● **Try it**:
Once you find the line with "use std::sync::Arc;" in the entries below, return exactly every line from it through the line with "EnvFilter::try_from_default_env()".

====== Listed entries

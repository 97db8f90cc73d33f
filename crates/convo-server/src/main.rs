//! # convo-server
//!
//! Composition root for the Convo backend.
//!
//! This binary wires together:
//! - the document store and the typed [`convo_store::Database`] over it
//! - **outbound email** through a queued [`convo_mail::Postman`] worker
//! - **activity feeds**, **search indexing**, **OAuth** and **place** lookups
//! - the **REST API** (axum) with bearer-token sessions and an admin surface

mod api;
mod config;
mod error;
mod oauth;
mod places;
mod search;
mod secrets;

use std::sync::Arc;

use tracing::info;
use tracing_subscriber::EnvFilter;

use convo_mail::{BasicRenderer, LogMailer, MailSettings, MemoryNotifier, MemoryQueue, Postman};
use convo_shared::magic::MagicLinker;
use convo_store::{Database, MergeLocks};

use crate::api::AppState;
use crate::config::ServerConfig;
use crate::oauth::HttpOAuthVerifier;
use crate::places::{GooglePlaces, PlaceResolver, StaticPlaces};
use crate::search::LogSearch;
use crate::secrets::{Secrets, MAGIC_LINK_SECRET};

#[tokio::main]
async fn main() -> anyhow::Result<()> {
    // -----------------------------------------------------------------------
    // 1. Initialize tracing (respects RUST_LOG env var)
    // -----------------------------------------------------------------------
    tracing_subscriber::fmt()
        .with_env_filter(
            EnvFilter::try_from_default_env()
                .unwrap_or_else(|_| EnvFilter::new("info,convo_server=debug,convo_store=info")),
        )
        .init();

    info!("Starting Convo server v{}", env!("CARGO_PKG_VERSION"));

    // -----------------------------------------------------------------------
    // 2. Load configuration
    // -----------------------------------------------------------------------
    let config = ServerConfig::from_env();
    info!(
        http_addr = %config.http_addr,
        app_url = %config.app_url,
        admin_enabled = config.admin_token.is_some(),
        google_enabled = config.google_audience.is_some(),
        places_enabled = config.places_api_key.is_some(),
        avatar_bucket = %config.avatar_bucket,
        "Instance settings"
    );

    // -----------------------------------------------------------------------
    // 3. Store, secrets and schema upkeep
    // -----------------------------------------------------------------------
    let (db, _store) = Database::memory();

    let secrets = Secrets::load(&db).await?;
    let magic_secret = secrets
        .get(MAGIC_LINK_SECRET)
        .ok_or_else(|| anyhow::anyhow!("{MAGIC_LINK_SECRET} is not set"))?;

    let normalized = db.normalize_legacy_messages().await?;
    if normalized > 0 {
        info!(normalized, "Rewrote legacy message documents");
    }

    // -----------------------------------------------------------------------
    // 4. Collaborators
    // -----------------------------------------------------------------------
    let http = reqwest::Client::builder()
        .timeout(config.request_timeout)
        .build()?;

    let queue = Arc::new(MemoryQueue::new());
    let jobs = queue
        .take_receiver()
        .await
        .ok_or_else(|| anyhow::anyhow!("email queue receiver already taken"))?;

    let postman = Arc::new(Postman::new(
        db.clone(),
        Arc::new(LogMailer),
        queue,
        Arc::new(BasicRenderer),
        MagicLinker::new(magic_secret, config.app_url.clone()),
        MailSettings {
            from_name: config.mail_from_name.clone(),
            from_address: config.mail_from_address.clone(),
            app_url: config.app_url.clone(),
            thread_domain: config.thread_mail_domain.clone(),
            event_domain: config.event_mail_domain.clone(),
        },
    ));

    let places: Arc<dyn PlaceResolver> = match &config.places_api_key {
        Some(key) => Arc::new(GooglePlaces::new(http.clone(), key.clone())),
        None => Arc::new(StaticPlaces::default()),
    };

    let app_state = AppState {
        db,
        postman: postman.clone(),
        notifier: Arc::new(MemoryNotifier::new()),
        oauth: Arc::new(HttpOAuthVerifier::new(http, config.google_audience.clone())),
        places,
        search: Arc::new(LogSearch),
        merge_locks: MergeLocks::new(),
        config: Arc::new(config.clone()),
    };

    // -----------------------------------------------------------------------
    // 5. Spawn background tasks
    // -----------------------------------------------------------------------
    tokio::spawn(postman.run(jobs));

    // -----------------------------------------------------------------------
    // 6. Run the HTTP API server (blocks until shutdown)
    // -----------------------------------------------------------------------
    tokio::select! {
        result = api::serve(app_state, config.http_addr) => {
            if let Err(e) = result {
                tracing::error!(error = %e, "HTTP server failed");
                return Err(e);
            }
        }
        _ = tokio::signal::ctrl_c() => {
            info!("Received Ctrl+C, shutting down");
        }
    }

    Ok(())
}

============

● **Answer area**:
use std::sync::Arc;

use tracing::info;
use tracing_subscriber::EnvFilter;

use convo_mail::{BasicRenderer, LogMailer, MailSettings, MemoryNotifier, MemoryQueue, Postman};
use convo_shared::magic::MagicLinker;
use convo_store::{Database, MergeLocks};

use crate::api::AppState;
use crate::config::ServerConfig;
use crate::oauth::HttpOAuthVerifier;
use crate::places::{GooglePlaces, PlaceResolver, StaticPlaces};
use crate::search::LogSearch;
use crate::secrets::{Secrets, MAGIC_LINK_SECRET};

#[tokio::main]
async fn main() -> anyhow::Result<()> {
    // -----------------------------------------------------------------------
    // 1. Initialize tracing (respects RUST_LOG env var)
    // -----------------------------------------------------------------------
    tracing_subscriber::fmt()
        .with_env_filter(
            EnvFilter::try_from_default_env()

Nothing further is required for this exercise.